WHAT YOU NEED TO DO:
Check each line of the entries below for the string "impl"; copy every line where it appears.

── SUPPLIED DATA ──

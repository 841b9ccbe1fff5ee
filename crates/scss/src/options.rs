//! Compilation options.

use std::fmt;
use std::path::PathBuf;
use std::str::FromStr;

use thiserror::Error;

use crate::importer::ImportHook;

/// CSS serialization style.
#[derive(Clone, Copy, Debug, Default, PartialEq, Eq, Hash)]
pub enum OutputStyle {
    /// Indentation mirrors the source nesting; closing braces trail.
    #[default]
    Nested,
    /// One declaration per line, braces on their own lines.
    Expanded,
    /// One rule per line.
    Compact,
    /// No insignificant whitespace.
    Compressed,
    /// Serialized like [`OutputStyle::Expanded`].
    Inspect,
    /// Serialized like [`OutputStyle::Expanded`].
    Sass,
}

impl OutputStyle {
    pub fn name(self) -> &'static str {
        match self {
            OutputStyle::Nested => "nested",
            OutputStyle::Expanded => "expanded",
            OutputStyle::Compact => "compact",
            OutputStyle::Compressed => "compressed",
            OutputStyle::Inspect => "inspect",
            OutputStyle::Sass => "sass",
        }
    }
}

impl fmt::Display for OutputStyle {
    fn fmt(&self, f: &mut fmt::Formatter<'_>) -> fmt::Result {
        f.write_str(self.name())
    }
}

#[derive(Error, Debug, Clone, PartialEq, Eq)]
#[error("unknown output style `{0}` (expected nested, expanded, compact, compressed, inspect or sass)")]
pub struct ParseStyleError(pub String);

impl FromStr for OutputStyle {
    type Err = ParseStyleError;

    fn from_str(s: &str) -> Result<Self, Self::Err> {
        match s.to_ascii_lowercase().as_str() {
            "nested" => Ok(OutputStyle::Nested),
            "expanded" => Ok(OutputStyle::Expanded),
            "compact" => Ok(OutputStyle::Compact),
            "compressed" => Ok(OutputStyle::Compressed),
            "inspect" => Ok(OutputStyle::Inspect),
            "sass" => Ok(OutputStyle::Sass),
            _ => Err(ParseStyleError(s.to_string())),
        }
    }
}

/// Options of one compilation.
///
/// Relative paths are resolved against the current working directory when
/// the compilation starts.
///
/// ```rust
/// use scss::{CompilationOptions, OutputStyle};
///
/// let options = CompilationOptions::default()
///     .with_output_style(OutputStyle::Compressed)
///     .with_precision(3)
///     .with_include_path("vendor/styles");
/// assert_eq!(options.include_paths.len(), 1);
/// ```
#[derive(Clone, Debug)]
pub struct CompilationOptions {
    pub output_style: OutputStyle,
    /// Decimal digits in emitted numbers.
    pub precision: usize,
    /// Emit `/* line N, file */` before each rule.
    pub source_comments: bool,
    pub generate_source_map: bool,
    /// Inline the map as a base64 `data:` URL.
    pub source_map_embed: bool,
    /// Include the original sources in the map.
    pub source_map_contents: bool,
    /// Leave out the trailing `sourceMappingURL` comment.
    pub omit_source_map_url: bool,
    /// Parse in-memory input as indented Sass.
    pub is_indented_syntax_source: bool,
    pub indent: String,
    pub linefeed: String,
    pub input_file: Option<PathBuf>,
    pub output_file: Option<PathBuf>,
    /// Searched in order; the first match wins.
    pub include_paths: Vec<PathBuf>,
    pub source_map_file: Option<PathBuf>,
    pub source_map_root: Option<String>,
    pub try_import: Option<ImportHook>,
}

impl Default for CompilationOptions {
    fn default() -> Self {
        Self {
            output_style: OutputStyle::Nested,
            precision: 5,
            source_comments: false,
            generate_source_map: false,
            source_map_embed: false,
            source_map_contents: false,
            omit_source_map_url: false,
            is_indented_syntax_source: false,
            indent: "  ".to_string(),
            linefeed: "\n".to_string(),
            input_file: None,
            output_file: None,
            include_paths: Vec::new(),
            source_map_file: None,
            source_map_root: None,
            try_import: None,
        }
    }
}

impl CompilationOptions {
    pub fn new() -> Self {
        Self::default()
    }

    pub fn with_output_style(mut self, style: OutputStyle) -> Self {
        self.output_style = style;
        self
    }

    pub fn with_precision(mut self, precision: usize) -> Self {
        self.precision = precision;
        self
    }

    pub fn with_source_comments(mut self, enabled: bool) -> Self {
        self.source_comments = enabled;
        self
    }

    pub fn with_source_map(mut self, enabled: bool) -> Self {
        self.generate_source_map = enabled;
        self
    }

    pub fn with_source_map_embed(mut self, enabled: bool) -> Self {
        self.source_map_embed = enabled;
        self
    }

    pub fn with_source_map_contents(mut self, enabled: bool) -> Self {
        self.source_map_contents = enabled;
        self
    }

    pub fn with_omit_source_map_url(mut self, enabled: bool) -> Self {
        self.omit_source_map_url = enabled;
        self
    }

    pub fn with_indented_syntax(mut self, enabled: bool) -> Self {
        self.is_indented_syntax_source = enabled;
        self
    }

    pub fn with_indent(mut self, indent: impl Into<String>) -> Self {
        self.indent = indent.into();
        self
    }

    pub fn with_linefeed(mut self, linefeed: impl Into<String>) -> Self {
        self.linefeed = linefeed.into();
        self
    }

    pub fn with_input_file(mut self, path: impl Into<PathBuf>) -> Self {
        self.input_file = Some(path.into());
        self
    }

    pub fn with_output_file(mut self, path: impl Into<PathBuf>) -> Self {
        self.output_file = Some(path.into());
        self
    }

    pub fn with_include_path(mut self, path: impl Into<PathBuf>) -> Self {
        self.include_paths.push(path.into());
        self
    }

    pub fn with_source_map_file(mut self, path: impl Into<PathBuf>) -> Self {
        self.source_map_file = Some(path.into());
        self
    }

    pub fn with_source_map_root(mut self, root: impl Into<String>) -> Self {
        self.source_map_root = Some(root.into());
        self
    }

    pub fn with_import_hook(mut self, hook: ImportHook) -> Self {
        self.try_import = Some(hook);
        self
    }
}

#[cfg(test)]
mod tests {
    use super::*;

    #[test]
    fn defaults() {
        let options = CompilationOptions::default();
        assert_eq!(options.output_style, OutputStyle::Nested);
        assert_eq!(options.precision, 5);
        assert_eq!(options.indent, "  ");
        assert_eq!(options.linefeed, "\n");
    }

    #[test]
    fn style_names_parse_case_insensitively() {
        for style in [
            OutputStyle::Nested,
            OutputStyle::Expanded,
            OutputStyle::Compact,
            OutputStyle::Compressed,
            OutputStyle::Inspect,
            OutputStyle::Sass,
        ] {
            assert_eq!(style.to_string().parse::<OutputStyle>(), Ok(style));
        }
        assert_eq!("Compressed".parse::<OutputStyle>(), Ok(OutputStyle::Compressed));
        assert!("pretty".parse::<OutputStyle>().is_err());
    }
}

───

TASK OUTPUT:
impl OutputStyle {
impl fmt::Display for OutputStyle {
impl FromStr for OutputStyle {
impl Default for CompilationOptions {
impl CompilationOptions {
    pub fn with_indent(mut self, indent: impl Into<String>) -> Self {
    pub fn with_linefeed(mut self, linefeed: impl Into<String>) -> Self {
    pub fn with_input_file(mut self, path: impl Into<PathBuf>) -> Self {
    pub fn with_output_file(mut self, path: impl Into<PathBuf>) -> Self {
    pub fn with_include_path(mut self, path: impl Into<PathBuf>) -> Self {
    pub fn with_source_map_file(mut self, path: impl Into<PathBuf>) -> Self {
    pub fn with_source_map_root(mut self, root: impl Into<String>) -> Self {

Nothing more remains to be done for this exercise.